# how to protect pigeon nest on ground



## jrzpub (Jul 2, 2005)

A pair of pigeons made a nest on the ground under a palm tree in front of my house, in Tucson, AZ. They have been out there at least 2 weeks (that's when I moved in), and the nest is completely exposed; there is not even any long grass or anything around it, just open dry dirt. I think the eggs are about to hatch or just hatched, because the female pigeon will not stir from her spot since last night; normally when I approach her she at least takes a few steps away and starts making a bit of noise. 

I asked my neighbor about this, wondering if maybe there is some kind of pigeon in AZ that normally nests on the ground and maybe b/c it's so hot here right now (highs of 110F) cats are unlikely to come in my yard anyway. His response was: "Darwin will take care of that situation." I know nothing about pigeons or whether/how to try to help them, but it breaks my heart to think that a neighborhood cat will probably attack them or eat the young.
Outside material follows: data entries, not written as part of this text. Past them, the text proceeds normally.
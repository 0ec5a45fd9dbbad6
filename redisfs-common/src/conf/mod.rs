// Copyright 2025 OPPO.
//
// Licensed under the Apache License, Version 2.0 (the "License");
// you may not use this file except in compliance with the License.
// You may obtain a copy of the License at
//
//     http://www.apache.org/licenses/LICENSE-2.0
//
// Unless required by applicable law or agreed to in writing, software
// distributed under the License is distributed on an "AS IS" BASIS,
// WITHOUT WARRANTIES OR CONDITIONS OF ANY KIND, either express or implied.
// See the License for the specific language governing permissions and
// limitations under the License.

mod fs_conf;
pub use self::fs_conf::FsConf;

mod store_conf;
pub use self::store_conf::StoreConf;

mod mount_conf;
pub use self::mount_conf::MountConf;
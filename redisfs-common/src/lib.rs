// Copyright 2025 OPPO.
//
// Licensed under the Apache License, Version 2.0 (the "License");
// you may not use this file except in compliance with the License.
// You may obtain a copy of the License at
//
//     http://www.apache.org/licenses/LICENSE-2.0
//
// Unless required by applicable law or agreed to in writing, software
// distributed under the License is distributed on an "AS IS" BASIS,
// WITHOUT WARRANTIES OR CONDITIONS OF ANY KIND, either express or implied.
// See the License for the specific language governing permissions and
// limitations under the License.

pub mod common;
pub mod conf;
pub mod error;
pub mod fs;

pub use self::error::FsError;

pub type FsResult<T> = Result<T, FsError>;
// Copyright 2025 OPPO.
//
// Licensed under the Apache License, Version 2.0 (the "License");
// you may not use this file except in compliance with the License.
// You may obtain a copy of the License at
//
//     http://www.apache.org/licenses/LICENSE-2.0
//
// Unless required by applicable law or agreed to in writing, software
// distributed under the License is distributed on an "AS IS" BASIS,
// WITHOUT WARRANTIES OR CONDITIONS OF ANY KIND, either express or implied.
// See the License for the specific language governing permissions and
// limitations under the License.

use clap::Parser;
use redisfs_common::common::Logger;
use redisfs_common::conf::FsConf;
use redisfs_common::{FsError, FsResult};
use redisfs_fuse::session;
use std::fs;
use std::process;

// Filesystem mount. Debugging against a local server:
// cargo run --bin redisfs-fuse -- --host localhost --mount /mnt/redis --debug
fn main() -> FsResult<()> {
    let args = FsArgs::parse();

    let conf = args.get_conf()?;
    Logger::init(conf.log.clone());
    conf.print();

    // allow_other mounts need root; refuse early like the mount helper would.
    if unsafe { libc::getuid() } != 0 {
        eprintln!("You must start this program as root.");
        process::exit(1);
    }

    conf.mount.check_mnt()?;
    write_pid(&conf.mount.pid_file)?;

    println!(
        "Connecting to redis-server {} and mounting at {}.",
        conf.store.addr(),
        conf.mount.mnt_path
    );
    println!("The prefix for all key-names is '{}'", conf.store.prefix);
    if conf.mount.read_only {
        println!("Filesystem is read-only.");
    }

    session::mount(conf)
}

fn write_pid(path: &str) -> FsResult<()> {
    fs::write(path, process::id().to_string())
        .map_err(|e| FsError::common(format!("Writing PID file {} failed: {}", path, e)))
}

// Mount command parameters. Flags override values from the optional
// configuration file.
#[derive(Debug, Parser, Clone)]
#[command(version, about = "Filesystem based upon FUSE, backed by a redis server")]
pub struct FsArgs {
    // The hostname of the redis server [localhost].
    #[arg(long)]
    pub host: Option<String>,

    // The port of the redis server [6379].
    #[arg(long)]
    pub port: Option<u16>,

    // The directory to mount our filesystem under [/mnt/redis].
    #[arg(long)]
    pub mount: Option<String>,

    // A string prepended to any redis key names [skx].
    #[arg(long)]
    pub prefix: Option<String>,

    // Mount the filesystem read-only.
    #[arg(long, action = clap::ArgAction::SetTrue, default_value = "false")]
    pub read_only: bool,

    // Skip atime updates, and mtime updates on appending writes.
    #[arg(long, action = clap::ArgAction::SetTrue, default_value = "false")]
    pub fast: bool,

    // Launch with debugging information.
    #[arg(short, long, action = clap::ArgAction::SetTrue, default_value = "false")]
    pub debug: bool,

    // Configuration file path (optional).
    #[arg(short, long)]
    pub conf: Option<String>,

    // Where to write our process id [/var/run/redisfs.pid].
    #[arg(long)]
    pub pid_file: Option<String>,
}

impl FsArgs {
    // Load the configuration file, then apply command line overrides.
    pub fn get_conf(&self) -> FsResult<FsConf> {
        let mut conf = match &self.conf {
            Some(path) => FsConf::from(path)?,
            None => FsConf::default(),
        };

        if let Some(v) = &self.host {
            conf.store.host = v.clone();
        }
        if let Some(v) = self.port {
            conf.store.port = v;
        }
        if let Some(v) = &self.prefix {
            conf.store.prefix = v.clone();
        }
        if let Some(v) = &self.mount {
            conf.mount.mnt_path = v.clone();
        }
        if let Some(v) = &self.pid_file {
            conf.mount.pid_file = v.clone();
        }
        if self.read_only {
            conf.mount.read_only = true;
        }
        if self.fast {
            conf.mount.fast = true;
        }
        if self.debug {
            conf.debug = true;
        }

        conf.init();
        Ok(conf)
    }
}
// Copyright 2025 OPPO.
//
// Licensed under the Apache License, Version 2.0 (the "License");
// you may not use this file except in compliance with the License.
// You may obtain a copy of the License at
//
//     http://www.apache.org/licenses/LICENSE-2.0
//
// Unless required by applicable law or agreed to in writing, software
// distributed under the License is distributed on an "AS IS" BASIS,
// WITHOUT WARRANTIES OR CONDITIONS OF ANY KIND, either express or implied.
// See the License for the specific language governing permissions and
// limitations under the License.

use crate::{Command, Reply, Store};
use log::debug;
use redisfs_common::{FsError, FsResult};

// Clone every key beneath one prefix to another prefix.
//
// String keys are copied value for value. Set keys are copied member by
// member; set members are inode numbers and need no rewriting. The tool
// is not synchronized with a running filesystem, it observes whatever
// state exists at snapshot time.
//
// Returns the number of keys cloned.
pub fn snapshot<S: Store>(store: &mut S, old_prefix: &str, new_prefix: &str) -> FsResult<u64> {
    store.ensure_alive()?;

    let reply = store.run(Command::Keys(format!("{}*", old_prefix)))?;
    let keys = reply
        .into_array()
        .ok_or_else(|| FsError::bad_reply("KEYS did not return an array"))?;

    let mut cloned = 0;
    for key in keys {
        let old_key = match key.as_str() {
            Some(v) => v.to_string(),
            None => continue,
        };
        let new_key = format!("{}{}", new_prefix, &old_key[old_prefix.len()..]);
        debug!("cloning {} -> {}", old_key, new_key);

        let kind = store.run(Command::Type(old_key.clone()))?;
        match kind.as_str() {
            Some("string") => {
                let value = store.run(Command::Get(old_key.clone()))?;
                if let Some(bytes) = value.into_bytes() {
                    store.run(Command::Set(new_key, bytes))?;
                }
            }
            Some("set") => {
                let members = store
                    .run(Command::SMembers(old_key.clone()))?
                    .into_array()
                    .ok_or_else(|| FsError::bad_reply("SMEMBERS did not return an array"))?;
                for member in members {
                    if let Some(v) = member.as_str() {
                        store.run(Command::SAdd(new_key.clone(), v.to_string()))?;
                    }
                }
            }
            other => {
                return Err(FsError::unsupported(format!(
                    "key {} has type {:?}",
                    old_key, other
                )));
            }
        }

        cloned += 1;
    }

    Ok(cloned)
}
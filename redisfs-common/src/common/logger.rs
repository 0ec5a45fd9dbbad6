// Copyright 2025 OPPO.
//
// Licensed under the Apache License, Version 2.0 (the "License");
// you may not use this file except in compliance with the License.
// You may obtain a copy of the License at
//
//     http://www.apache.org/licenses/LICENSE-2.0
//
// Unless required by applicable law or agreed to in writing, software
// distributed under the License is distributed on an "AS IS" BASIS,
// WITHOUT WARRANTIES OR CONDITIONS OF ANY KIND, either express or implied.
// See the License for the specific language governing permissions and
// limitations under the License.

use crate::common::LocalTime;
use once_cell::sync::OnceCell;
use serde::{Deserialize, Serialize};
use std::str::FromStr;
use tracing::Level;
use tracing_appender::non_blocking::WorkerGuard;
use tracing_appender::rolling::{RollingFileAppender, Rotation};

// If log_dir = "stdout", the log is output to standard output.
#[derive(Debug, Clone, Serialize, Deserialize)]
#[serde(default)]
pub struct LogConf {
    pub level: String,
    pub log_dir: String,
    pub file_name: String,
    pub max_log_files: usize,
}

impl Default for LogConf {
    fn default() -> Self {
        Self {
            level: "INFO".to_string(),
            log_dir: Logger::TARGET_STDOUT.to_string(),
            file_name: "redisfs.log".to_string(),
            max_log_files: 10,
        }
    }
}

static INSTANCE: OnceCell<Logger> = OnceCell::new();

// Holds the appender guard alive for the lifetime of the process.
#[allow(unused)]
#[derive(Debug)]
pub struct Logger {
    inner: Option<WorkerGuard>,
}

impl Logger {
    pub const TARGET_STDOUT: &'static str = "stdout";

    pub fn new(conf: LogConf) -> Self {
        let level = Level::from_str(&conf.level).unwrap_or(Level::INFO);

        if conf.log_dir == Self::TARGET_STDOUT {
            tracing_subscriber::fmt()
                .with_max_level(level)
                .with_ansi(false)
                .with_timer(LocalTime::new())
                .init();
            Logger { inner: None }
        } else {
            let appender = RollingFileAppender::builder()
                .rotation(Rotation::DAILY)
                .filename_prefix(conf.file_name.clone())
                .max_log_files(conf.max_log_files)
                .build(&conf.log_dir)
                .expect("create log appender");

            let (writer, guard) = tracing_appender::non_blocking(appender);
            tracing_subscriber::fmt()
                .with_max_level(level)
                .with_ansi(false)
                .with_timer(LocalTime::new())
                .with_writer(writer)
                .init();
            Logger { inner: Some(guard) }
        }
    }

    pub fn init(conf: LogConf) {
        let _ = INSTANCE.get_or_init(|| Self::new(conf));
    }
}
I assume I should not try to move the nest, but is there anything I can do to build a shelter around it where the pigeons can still get in but cats will be less likely to get them? 

Jane


----------



## Reti (Jul 20, 2003)

Thia is not a good situation, you're right, the babies have only a very slim chance of survival being in a nest on the ground.
Usually pigeons make their nest high up, so I don't know what those two were thinking to nest on the ground. 
Did you see both parents fly? Maybe on eof them is not able to fly.

Anyways, what I would do is put the nest and the parent sitting on it in a cage, you can do that at night, with a flashlight shining on them, and hopefully the mom won't be able to escape.
If you can put the cage somewhere on your porch or yard but high on a table, but so the other parent can see them.
Leaving them on the ground, even in a cage makes them still vulnerable to rats and snakes.
Then of course you wil have to provide food and water for the mom until the babies are weaned.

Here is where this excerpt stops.